SP887LONG-TERM RENAL OUTCOME OF A LARGE COHORT OF PATIENTS WITH TUBEROUS SCLEROSIS COMPLEX

Abstract

Objective: Tuberous Sclerosis Complex (TSC) is an autosomal dominant neurocutaneous disorder characterized by hamartomas in multiple organs. Renal involvement represents the second most important cause of morbidity and mortality at all ages. However, very little is known about the natural history of these renal features in adults and even less in children and adolescents with TSC. The purpose of this study is to explore the renal phenotype and long-term renal outcome in a large TSC cohort. Method(s): We assessed the clinical records and renal imaging of TSC patients from two tertiary hospitals in a crosssectional study.
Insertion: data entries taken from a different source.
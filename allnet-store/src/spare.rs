//! Spare key pool: `~/.allnet/own_spare_keys/<ts>`, a flat directory of
//! unassigned, freshly generated RSA private keys consumed by
//! `create_contact` (spec §4.7; `keys.c`'s spare-key consumption rule).

use std::fs;
use std::path::{Path, PathBuf};

use rand::{CryptoRng, RngCore};
use rsa::traits::PublicKeyParts;
use rsa::RsaPrivateKey;

use crate::error::StoreError;
use crate::pem;

pub struct SparePool {
    dir: PathBuf,
}

impl SparePool {
    pub fn open(dir: impl Into<PathBuf>) -> Result<Self, StoreError> {
        let dir = dir.into();
        fs::create_dir_all(&dir)?;
        Ok(Self { dir })
    }

    /// Generates a fresh key of `bits` size and deposits it in the pool,
    /// timestamp-named like a keyset directory.
    pub fn generate<R: RngCore + CryptoRng>(
        &self,
        rng: &mut R,
        bits: usize,
        timestamp: u64,
    ) -> Result<(), StoreError> {
        let key = RsaPrivateKey::new(rng, bits).map_err(|_| StoreError::MalformedKey)?;
        let pem = pem::write_private_key(&key)?;
        fs::write(self.dir.join(timestamp.to_string()), pem)?;
        Ok(())
    }

    /// Consumes the first spare key found whose modulus size (in bits)
    /// matches `bits` exactly, removing it from the pool and returning it.
    /// `create_contact` falls back to generating a fresh key when this
    /// returns `None` (`keys.c`: consume-by-size-then-generate).
    pub fn take(&self, bits: usize) -> Result<Option<RsaPrivateKey>, StoreError> {
        let mut entries: Vec<PathBuf> = fs::read_dir(&self.dir)?
            .filter_map(|e| e.ok())
            .map(|e| e.path())
            .collect();
        entries.sort();

        for path in entries {
            if let Some(key) = self.try_take_at(&path, bits)? {
                return Ok(Some(key));
            }
        }
        Ok(None)
    }

    fn try_take_at(&self, path: &Path, bits: usize) -> Result<Option<RsaPrivateKey>, StoreError> {
        let text = fs::read_to_string(path)?;
        let key = match pem::read_private_key(&text) {
            Ok(key) => key,
            Err(_) => return Ok(None),
        };
        if key.size() * 8 != bits {
            return Ok(None);
        }
        fs::remove_file(path)?;
        Ok(Some(key))
    }

    pub fn len(&self) -> Result<usize, StoreError> {
        Ok(fs::read_dir(&self.dir)?.count())
    }

    pub fn is_empty(&self) -> Result<bool, StoreError> {
        Ok(self.len()? == 0)
    }
}

#[cfg(test)]
mod tests {
    use super::*;
    use rand::rngs::StdRng;
    use rand::SeedableRng;

    #[test]
    fn generate_then_take_round_trips_by_size() {
        let dir = tempfile::tempdir().unwrap();
        let pool = SparePool::open(dir.path()).unwrap();
        let mut rng = StdRng::seed_from_u64(1);
        pool.generate(&mut rng, 1024, 100).unwrap();

        assert_eq!(pool.len().unwrap(), 1);
        let taken = pool.take(1024).unwrap();
        assert!(taken.is_some());
        assert!(pool.is_empty().unwrap());
    }

    #[test]
    fn take_skips_wrong_size() {
        let dir = tempfile::tempdir().unwrap();
        let pool = SparePool::open(dir.path()).unwrap();
        let mut rng = StdRng::seed_from_u64(2);
        pool.generate(&mut rng, 1024, 200).unwrap();

        assert!(pool.take(2048).unwrap().is_none());
        assert_eq!(pool.len().unwrap(), 1);
    }

    #[test]
    fn take_on_empty_pool_is_none() {
        let dir = tempfile::tempdir().unwrap();
        let pool = SparePool::open(dir.path()).unwrap();
        assert!(pool.take(1024).unwrap().is_none());
    }
}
Demographics, renal phenotype, renal outcome and co-morbidity data were assessed retrospectively. Result(s): We included 82 patients (male/female ratio: 1.6). Fifty patients (61%) were younger than 18 years. Median age at last followup was 15.4 (range 1.4-72.5) years with a median follow-up of 11.1 (0.9-56.6) years. Presenting features (N=69) were neurological complications in 45 patients (65%) and renal manifestations in only 4 patients (6%). TSC1 and TSC2 mutations (N=63) were found in 17 (27%) and 37 (59%) patients respectively. Two patients (3%) had a contiguous gene deletion syndrome. Renal ultrasound at last follow-up (N=64) showed renal angiomyolipomas in 37 patients (58%) and renal cysts in 36 patients (56%). Estimated glomerular filtration rate (eGFR) was <90 ml/min/m2 in 25 patients (35%). End stage renal disease (ESRD) was seen in 6 patients (8%) with a median age at start of renal replacement therapy of 47.0 (21.0-64.0) years. Hypertension (N=52), proteinuria (N=31) and renal complications (bleeding, RCC or surgery) were found in 12 (23%), 5 (16%) and 8 (10%) patients respectively. Conclusion(s): Our findings confirm the high rate of renal involvement in TSC patients. Therefore, we advocate regular renal surveillance of these patients for optimal management of renal co-morbidities.